Healing Wolves
Part Eight - The Article
By Scott J. Welles
scottjwelles@yahoo.com
ER and all related characters are the property of Warner Bros., Amblin Entertainment,
and ConstantC productions, used here without permission. This story has been written
entirely for entertainment value. No copyright infringement is intended, and no form of
profit is being made on this work. Any errors in continuity, characterization, or common
sense may be blamed entirely on me. Sorry. If this hasn't given you eyestrain already,
read on.
I spent a restless night at the Holiday Inn, dreaming intermittently. At one point, I
dreamed that Kerry Weaver was stumbling through the snowbound steppes of czarist Russia at
night. She was dressed as I had first seen her in my office in Los Angeles, and had no
crutch. She was bloodied and freezing, and I thought I heard wolves howling in the
distance. It was like something out of "Doctor Zhivago." Or maybe
"Ladyhawke."
The next morning, I had an unremarkable breakfast in the hotel coffee shop, then went back
to my room and practiced some of the tai chi forms that Val Besch had taught me. She
always said they were meant to be done slowly and fluidly, but I never had the patience
for that. I drove them harder than usual, my arms and legs and hands and feet carving
shapes in the air, defining the space with great, sweeping curves. I left the window open
for the fresh air and breathed deeply, filling the muscles and the blood and the brain
with rich oxygen. Or what passed in Chicago. Val would say that the feng shui of the hotel
room sucked, but you work with what you have on hand.
I could neither argue with, nor entirely agree with, the words that Mark Greene had said
to me last night.
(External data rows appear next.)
//! Tabular text rendering for [`Matrix`].

use super::Matrix;
use num_traits::Float;
use std::fmt;

/// Spaces placed after the widest element of the matrix.
const COLUMN_PADDING: usize = 2;

impl<T: Float + fmt::Display> Matrix<T> {
    /// Render as aligned columns, one line per row.
    ///
    /// Every column is as wide as the longest formatted element plus a fixed
    /// padding; trailing padding is trimmed from each line.
    pub fn prettify(&self) -> String {
        let cells: Vec<Vec<String>> = self
            .to_rows()
            .iter()
            .map(|r| r.iter().map(|x| x.to_string()).collect())
            .collect();
        let width = cells
            .iter()
            .flatten()
            .map(|s| s.chars().count())
            .max()
            .unwrap_or(0)
            + COLUMN_PADDING;

        let mut out = String::new();
        for row in &cells {
            let mut line = String::new();
            for cell in row {
                line.push_str(&format!("{cell:<width$}"));
            }
            out.push_str(line.trim_end());
            out.push('\n');
        }
        out
    }
}

impl<T: Float + fmt::Display> fmt::Display for Matrix<T> {
    fn fmt(&self, f: &mut fmt::Formatter<'_>) -> fmt::Result {
        f.write_str(&self.prettify())
    }
}

#[cfg(test)]
mod tests {
    use super::*;

    #[test]
    fn pads_to_widest_element() {
        let m = Matrix::from_rows(vec![vec![-2.0, 1.0], vec![1.5, -0.5]]).unwrap();
        assert_eq!(m.prettify(), "-2    1\n1.5   -0.5\n");
    }

    #[test]
    fn single_digit_grid() {
        let m = Matrix::from_rows(vec![vec![1.0, 2.0], vec![3.0, 4.0]]).unwrap();
        assert_eq!(m.prettify(), "1  2\n3  4\n");
        assert_eq!(format!("{m}"), m.prettify());
    }

    #[test]
    fn column_matrix() {
        let m = Matrix::from_rows(vec![vec![10.0], vec![2.0]]).unwrap();
        assert_eq!(m.prettify(), "10\n2\n");
    }
}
Richard Wintergreen has shown me that it's possible to find answers
where there seem to be none to find, yet many of life's simplest and most obvious
mysteries constantly elude me, slipping through my grasp like quicksilver. I have to
believe that there are always answers, waiting to be found. But just because you look is
no guarantee that you will find.
Around 9:00 in the morning, I called County General, getting a young woman named Randi. I
asked her if Dr. Carter was working, and she asked me to hold. While I waited, I wondered
if this was the Randi of Louisville Slugger fame.
"John Carter?"
"Hey, Carter, it's Danny Fox."
"Oh, hey, Danny. What's up?"
"I need a favor from you," I said. "I'm convinced that Kerry knew whoever
was in the van. Would you be willing to let me search through her apartment?"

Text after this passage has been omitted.